Top of Record set

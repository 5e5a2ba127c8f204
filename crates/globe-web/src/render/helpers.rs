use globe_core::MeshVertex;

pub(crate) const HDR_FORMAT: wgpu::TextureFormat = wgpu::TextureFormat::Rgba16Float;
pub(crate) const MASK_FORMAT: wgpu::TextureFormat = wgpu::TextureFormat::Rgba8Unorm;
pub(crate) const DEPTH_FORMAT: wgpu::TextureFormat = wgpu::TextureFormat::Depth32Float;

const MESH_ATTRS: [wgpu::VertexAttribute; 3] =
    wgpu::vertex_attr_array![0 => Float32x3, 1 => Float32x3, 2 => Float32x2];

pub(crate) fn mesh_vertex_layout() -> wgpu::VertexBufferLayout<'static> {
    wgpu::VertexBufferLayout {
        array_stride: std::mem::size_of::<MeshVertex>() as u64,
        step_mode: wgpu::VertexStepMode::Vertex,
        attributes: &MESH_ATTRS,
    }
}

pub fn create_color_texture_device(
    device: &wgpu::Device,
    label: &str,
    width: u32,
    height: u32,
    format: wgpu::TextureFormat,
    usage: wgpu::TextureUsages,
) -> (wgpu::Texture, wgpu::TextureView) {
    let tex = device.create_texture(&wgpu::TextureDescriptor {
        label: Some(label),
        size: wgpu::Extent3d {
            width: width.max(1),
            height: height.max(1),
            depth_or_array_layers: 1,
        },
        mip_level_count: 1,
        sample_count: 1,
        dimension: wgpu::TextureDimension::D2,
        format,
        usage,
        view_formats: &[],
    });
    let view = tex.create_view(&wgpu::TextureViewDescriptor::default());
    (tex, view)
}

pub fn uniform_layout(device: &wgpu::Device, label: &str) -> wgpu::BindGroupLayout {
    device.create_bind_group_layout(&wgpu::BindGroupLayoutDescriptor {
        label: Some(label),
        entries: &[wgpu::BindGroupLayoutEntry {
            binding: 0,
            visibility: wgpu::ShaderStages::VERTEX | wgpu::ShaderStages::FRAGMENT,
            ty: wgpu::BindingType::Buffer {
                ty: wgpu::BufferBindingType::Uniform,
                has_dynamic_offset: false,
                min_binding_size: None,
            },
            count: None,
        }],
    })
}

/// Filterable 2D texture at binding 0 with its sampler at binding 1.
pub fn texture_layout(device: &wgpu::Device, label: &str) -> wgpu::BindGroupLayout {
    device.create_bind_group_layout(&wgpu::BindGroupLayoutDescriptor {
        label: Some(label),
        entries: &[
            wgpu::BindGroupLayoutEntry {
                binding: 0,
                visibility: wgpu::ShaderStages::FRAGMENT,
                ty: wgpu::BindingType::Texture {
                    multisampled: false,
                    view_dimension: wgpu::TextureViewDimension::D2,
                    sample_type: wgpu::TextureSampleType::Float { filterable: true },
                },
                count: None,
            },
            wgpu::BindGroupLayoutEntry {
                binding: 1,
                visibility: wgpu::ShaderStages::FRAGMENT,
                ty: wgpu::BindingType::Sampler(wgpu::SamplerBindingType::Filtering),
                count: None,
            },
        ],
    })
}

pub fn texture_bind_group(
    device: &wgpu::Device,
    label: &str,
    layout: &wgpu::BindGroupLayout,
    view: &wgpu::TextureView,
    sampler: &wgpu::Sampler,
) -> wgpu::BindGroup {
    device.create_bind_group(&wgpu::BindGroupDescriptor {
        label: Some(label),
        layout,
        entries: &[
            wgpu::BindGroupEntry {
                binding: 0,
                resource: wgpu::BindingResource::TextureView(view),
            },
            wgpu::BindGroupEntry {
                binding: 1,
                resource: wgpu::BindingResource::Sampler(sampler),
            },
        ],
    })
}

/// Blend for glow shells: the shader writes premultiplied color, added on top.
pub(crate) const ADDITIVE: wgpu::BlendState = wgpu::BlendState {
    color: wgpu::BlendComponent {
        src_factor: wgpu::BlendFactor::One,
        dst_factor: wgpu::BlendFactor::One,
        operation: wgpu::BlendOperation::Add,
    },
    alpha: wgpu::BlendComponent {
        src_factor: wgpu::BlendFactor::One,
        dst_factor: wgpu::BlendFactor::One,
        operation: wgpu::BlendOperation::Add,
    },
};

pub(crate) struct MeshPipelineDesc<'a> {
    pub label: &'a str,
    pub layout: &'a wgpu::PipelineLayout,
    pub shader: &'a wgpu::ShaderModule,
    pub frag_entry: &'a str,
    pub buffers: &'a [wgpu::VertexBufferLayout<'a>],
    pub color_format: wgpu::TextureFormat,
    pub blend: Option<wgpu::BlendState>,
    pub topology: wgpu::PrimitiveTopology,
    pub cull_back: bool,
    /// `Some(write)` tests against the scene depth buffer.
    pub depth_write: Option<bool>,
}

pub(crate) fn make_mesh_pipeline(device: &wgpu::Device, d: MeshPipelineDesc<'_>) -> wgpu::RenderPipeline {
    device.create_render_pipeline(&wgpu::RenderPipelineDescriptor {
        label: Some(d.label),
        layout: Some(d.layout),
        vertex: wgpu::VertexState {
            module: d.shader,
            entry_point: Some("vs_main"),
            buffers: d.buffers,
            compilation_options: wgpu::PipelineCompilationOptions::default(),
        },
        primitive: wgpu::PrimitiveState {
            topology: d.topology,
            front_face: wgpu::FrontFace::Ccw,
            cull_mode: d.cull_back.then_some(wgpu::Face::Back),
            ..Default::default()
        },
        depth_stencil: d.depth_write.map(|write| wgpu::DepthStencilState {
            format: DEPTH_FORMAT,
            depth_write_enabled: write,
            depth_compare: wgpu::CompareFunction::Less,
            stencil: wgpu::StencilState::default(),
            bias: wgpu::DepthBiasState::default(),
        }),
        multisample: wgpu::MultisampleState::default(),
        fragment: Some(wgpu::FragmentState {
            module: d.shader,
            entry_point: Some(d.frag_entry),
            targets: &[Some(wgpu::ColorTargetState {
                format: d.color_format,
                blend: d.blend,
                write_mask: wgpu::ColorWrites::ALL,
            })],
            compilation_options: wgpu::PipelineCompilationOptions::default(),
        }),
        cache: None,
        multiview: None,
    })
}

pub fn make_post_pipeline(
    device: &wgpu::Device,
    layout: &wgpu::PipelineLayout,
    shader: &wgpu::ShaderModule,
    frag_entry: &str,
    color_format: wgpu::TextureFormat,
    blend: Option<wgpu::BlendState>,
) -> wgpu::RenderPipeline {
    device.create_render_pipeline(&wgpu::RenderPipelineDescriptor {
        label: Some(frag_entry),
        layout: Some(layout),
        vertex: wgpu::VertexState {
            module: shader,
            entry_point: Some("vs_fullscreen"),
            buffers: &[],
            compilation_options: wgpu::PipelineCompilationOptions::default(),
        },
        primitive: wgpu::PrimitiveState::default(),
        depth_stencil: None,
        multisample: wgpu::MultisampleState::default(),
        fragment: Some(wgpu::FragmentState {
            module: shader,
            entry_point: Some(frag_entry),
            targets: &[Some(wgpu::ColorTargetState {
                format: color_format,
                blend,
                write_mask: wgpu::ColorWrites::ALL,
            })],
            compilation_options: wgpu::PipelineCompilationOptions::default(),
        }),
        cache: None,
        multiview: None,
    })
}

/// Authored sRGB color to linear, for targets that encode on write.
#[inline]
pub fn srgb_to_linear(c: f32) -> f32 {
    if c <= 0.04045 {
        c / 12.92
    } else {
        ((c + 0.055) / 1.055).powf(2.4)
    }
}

Bottom of Record set

The problem | A line counts if it holds the word "MeshVertex". Work out how many lines in the listing count, and give only that number.

Solution for this task | 2